What elements make water?

Hydrogen & Oxygen

in Unity?

There are many different types of water you can create or use from prefabs. To take advantage of the latest water effects and scripts I will be concentrating on the Water4ExampleSimple assets which are essentially a couple of 3D meshes representing your water surface, with:

  • WaterTile script
  • Water shader

An empty object indicating the world space placement with:

  • A Water script which exposes the colours, normal texture and main parameters for the effect
  • A reflection script
  • An optional lighting script for specular effects
  • An optional displacement script

How can I make some water?

The simplest way is to drag the prefab into your scene, and assign your custom mesh:

  • Assets > Import Package > Water (pro only)
  • In the project window open the  Standard Assets > Water (Pro only) folder
  • Open up Water4 folder
  • Drag the Water4Example (Simple) Prefab into your scene
  • Position approximately where you need it
  • Select one of  the tile meshes, go to the mesh component in the inspector > select the round target icon on the right and choose your mesh (must be in your project)
  • Rotate the Water4ExampleSimple parent node 90 degrees, if your mesh comes in at the wrong angle (this can be caused when you export from a 3D app with a different co-ordinate system to Unity)
  • Place your mesh by moving the parent node
  • Remove the second tile mesh

Settings

Once you have your mesh as water you can begin to play with the settings. Select your Water4ExampleSimple node, and check the parameters in the inspector.

Water Base

Planar Reflection

This script is for enabling/disabling realtime planar reflections. Reflections are claculated in relation to the height of the parent mesh that has this script attached to. So the local Y transform of child meshes should be 0. Here you can also enable the reflections to include (or not) the skybox.

Specular Lighting

You can adjust the specular power from here and drag'n'drop any transform to indicate a specular light source. This can be your directional light transform or any other game object (doesn't need to be a light).

Gerstner Displace

Here you can adjust the settings for the wave generation created by the Gerstner waves generation algorithm.

Water art tips

  • Go and check out some actual water - its always wise to get some visual ref for what you are trying to do. Make a video if you can.
  • Water absorbs red light from the spectrum reflecting back more green and blue rays, in additions to sky, which gives water the impression of being Blue in colour so:
    • You can't make your surface blue (and you probably shouldn't)  but if you use green and blue colours on the surfaces below the water such as a pool you can help with the illusion.
    • (I guess this is why Pool designers use green/blue/turquoise tiles).
    • The darker the blue, the deeper water appears - you can use a darker colour on the bottom and tint the refraction darker.

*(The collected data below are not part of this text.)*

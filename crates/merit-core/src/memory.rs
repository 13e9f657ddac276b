// SPDX-License-Identifier: PolyForm-Noncommercial-1.0.0
// Copyright (c) 2025 Sylvex. All rights reserved.

//! In-memory collaborator implementations.
//!
//! These back the development mode and the test suites. They hold
//! everything behind a [`parking_lot::RwLock`] and clone records out,
//! so they are safe to share across request tasks via `Arc`.

use std::collections::{HashMap, HashSet};

use async_trait::async_trait;
use parking_lot::RwLock;
use uuid::Uuid;

use crate::directory::{DirectoryError, PermissionStore, UserDirectory};
use crate::user::User;

// =============================================================================
// InMemoryDirectory
// =============================================================================

/// User directory held entirely in memory.
#[derive(Debug, Default)]
pub struct InMemoryDirectory {
    users: RwLock<HashMap<Uuid, User>>,
}

impl InMemoryDirectory {
    /// Creates an empty directory.
    pub fn new() -> Self {
        Self::default()
    }

    /// Inserts or replaces a user record, returning its id.
    pub fn insert(&self, user: User) -> Uuid {
        let id = user.id;
        self.users.write().insert(id, user);
        id
    }

    /// Flips a user's active flag. Returns `false` if the id is unknown.
    pub fn set_active(&self, id: Uuid, active: bool) -> bool {
        match self.users.write().get_mut(&id) {
            Some(user) => {
                user.is_active = active;
                true
            }
            None => false,
        }
    }

    /// Returns the number of records.
    pub fn len(&self) -> usize {
        self.users.read().len()
    }

    /// Returns `true` if the directory holds no records.
    pub fn is_empty(&self) -> bool {
        self.users.read().is_empty()
    }
}

#[async_trait]
impl UserDirectory for InMemoryDirectory {
    async fn find_by_id(&self, id: Uuid) -> Result<Option<User>, DirectoryError> {
        Ok(self.users.read().get(&id).cloned())
    }

    async fn find_by_username(&self, username: &str) -> Result<Option<User>, DirectoryError> {
        Ok(self
            .users
            .read()
            .values()
            .find(|u| u.username == username)
            .cloned())
    }
}

// =============================================================================
// InMemoryPermissionStore
// =============================================================================

/// Permission store held entirely in memory.
///
/// Grants are keyed by subject id. Mutations take effect on the next
/// authorization check; nothing is cached downstream.
#[derive(Debug, Default)]
pub struct InMemoryPermissionStore {
    grants: RwLock<HashMap<Uuid, HashSet<String>>>,
}

impl InMemoryPermissionStore {
    /// Creates an empty store.
    pub fn new() -> Self {
        Self::default()
    }

    /// Grants a set of permission names to a subject, replacing any
    /// previous grant.
    pub fn grant<I, S>(&self, subject: Uuid, permissions: I)
    where
        I: IntoIterator<Item = S>,
        S: Into<String>,
    {
        let names = permissions.into_iter().map(Into::into).collect();
        self.grants.write().insert(subject, names);
    }

    /// Removes every grant for a subject.
    pub fn revoke_all(&self, subject: Uuid) {
        self.grants.write().remove(&subject);
    }
}

#[async_trait]
impl PermissionStore for InMemoryPermissionStore {
    async fn permissions_for(&self, subject: Uuid) -> Result<HashSet<String>, DirectoryError> {
        Ok(self
            .grants
            .read()
            .get(&subject)
            .cloned()
            .unwrap_or_default())
    }
}

// =============================================================================
// Tests
// =============================================================================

Using blues and greens on the tiles, vs using grey/pink
  • Moderate the effects, subtlety can help suspend disbelief, be sure to experiment but think about moderating:
    • Scrolling speed of normals
    • Reflection
    • Refraction
    • Fresnel and Normal strengths
    • Displacement
  • One useful tip is to turn practically everything off e.g. set sliders to zero and then build up the effects to get the desired impact.
  • If you have a convex mesh (such as water fall/pool lip) add poly detail to the curve to help the water 'bend'.